Your goal> The result should be every line of the listing that contains "crate".

Information given>
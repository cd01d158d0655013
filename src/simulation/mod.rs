pub mod states;
pub mod params;
pub mod forces;
pub mod integrator;
pub mod warp;
pub mod scenario;
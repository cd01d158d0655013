//! Coordinate warp driver
//!
//! For one destination pixel: drop the projectile at the pixel, let the
//! target particles pull it for a fixed number of rounds, fold the landing
//! point into the source image with mirror addressing and sample it.

use log::warn;

use crate::error::{Result, WarpError};
use crate::sampling::addressing::to_input_coords;
use crate::sampling::sampler::{sample, sample_clamped};
use crate::sampling::surface::Surface;
use crate::simulation::integrator::integrate;
use crate::simulation::params::WarpParameters;
use crate::simulation::states::{Color, Coordinate, Particle2};

/// Warped position of `dest_pixel` after `iterations` rounds against `targets`.
/// `projectile` is reset first, nothing carries over from a previous pixel.
pub fn warp(
    projectile: &mut Particle2,
    dest_pixel: Coordinate,
    targets: &[Particle2],
    dt: f64,
    iterations: u32,
) -> Coordinate {
    integrate(projectile, dest_pixel, targets, dt, iterations)
}

/// Per-pass warp state: the fixed target set and one reusable projectile
#[derive(Debug, Clone)]
pub struct WarpDriver {
    targets: Vec<Particle2>,
    projectile: Particle2,
    params: WarpParameters,
    fallbacks: u64,
}

impl WarpDriver {
    pub fn new(targets: Vec<Particle2>, params: WarpParameters) -> Self {
        let projectile = Particle2::new(Coordinate::zeros(), params.projectile_mass);
        Self {
            targets,
            projectile,
            params,
            fallbacks: 0,
        }
    }

    pub fn targets(&self) -> &[Particle2] {
        &self.targets
    }

    pub fn params(&self) -> &WarpParameters {
        &self.params
    }

    /// Number of bilinear lookups that had to be clamped onto the source grid
    pub fn fallbacks(&self) -> u64 {
        self.fallbacks
    }

    /// Warped, unaddressed position of `dest_pixel`
    pub fn warp(&mut self, dest_pixel: Coordinate) -> Coordinate {
        warp(
            &mut self.projectile,
            dest_pixel,
            &self.targets,
            self.params.dt,
            self.params.iterations,
        )
    }

    /// Final color of `dest_pixel` read from `source`
    pub fn shade<S: Surface + ?Sized>(&mut self, source: &S, dest_pixel: Coordinate) -> Result<Color> {
        let warped = self.warp(dest_pixel);
        let input = to_input_coords(source.size(), warped);

        match sample(source, input, self.params.interpolation) {
            Ok(color) => Ok(color),
            Err(WarpError::SampleOutOfBounds { x, y, width, height }) => {
                if self.fallbacks == 0 {
                    warn!(
                        "sample at ({x}, {y}) falls outside the {width}x{height} source; clamping (further occurrences are counted)"
                    );
                }
                self.fallbacks += 1;
                Ok(sample_clamped(source, input))
            }
            Err(e) => Err(e),
        }
    }
}
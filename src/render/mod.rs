pub mod pacer;
pub mod host;
pub mod session;
//! Core state types for the coordinate warp.
//!
//! - `Particle<D>` using `SVector<f64, D>` (only `D = 2` is driven by the renderer)
//! - `Color` fixed-arity RGBA value, 8 bits per channel
//!
//! Target particles are built once per render pass and never mutated.
//! The projectile is a single particle reset in place for every pixel.

use nalgebra::{SVector, Vector2};

pub type NVec<const D: usize> = SVector<f64, D>;
pub type NVec2 = Vector2<f64>;

/// Position in render space or input space
pub type Coordinate = NVec2;

#[derive(Debug, Clone, Copy, PartialEq, Eq, Default)]
pub struct Color {
    pub r: u8,
    pub g: u8,
    pub b: u8,
    pub a: u8,
}

impl Color {
    pub const WHITE: Color = Color::rgb(255, 255, 255);

    pub const fn rgb(r: u8, g: u8, b: u8) -> Self {
        Self { r, g, b, a: 255 }
    }

    pub const fn rgba(r: u8, g: u8, b: u8, a: u8) -> Self {
        Self { r, g, b, a }
    }

    pub fn channels(self) -> [u8; 4] {
        [self.r, self.g, self.b, self.a]
    }

    pub fn from_channels(c: [u8; 4]) -> Self {
        Self::rgba(c[0], c[1], c[2], c[3])
    }
}

#[derive(Debug, Clone)]
pub struct Particle<const D: usize> {
    pub x: NVec<D>, // position
    pub v: NVec<D>, // velocity, carried but never integrated
    pub f: NVec<D>, // force accumulator, rebuilt by every compute_force
    pub m: f64,     // mass, negative for the projectile
    pub color: Color, // decorative
}

impl<const D: usize> Particle<D> {
    pub fn new(x: NVec<D>, m: f64) -> Self {
        Self {
            x,
            v: NVec::<D>::zeros(),
            f: NVec::<D>::zeros(),
            m,
            color: Color::WHITE,
        }
    }

    pub fn with_color(mut self, color: Color) -> Self {
        self.color = color;
        self
    }

    /// Reuse this particle as a fresh projectile at `x`
    pub fn reset(&mut self, x: NVec<D>) {
        self.x = x;
        self.v = NVec::<D>::zeros();
        self.f = NVec::<D>::zeros();
    }
}

pub type Particle2 = Particle<2>;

Exercise solution>
use crate::error::{Result, WarpError};
use crate::sampling::addressing::to_input_coords;
use crate::sampling::sampler::{sample, sample_clamped};
use crate::sampling::surface::Surface;
use crate::simulation::integrator::integrate;
use crate::simulation::params::WarpParameters;
use crate::simulation::states::{Color, Coordinate, Particle2};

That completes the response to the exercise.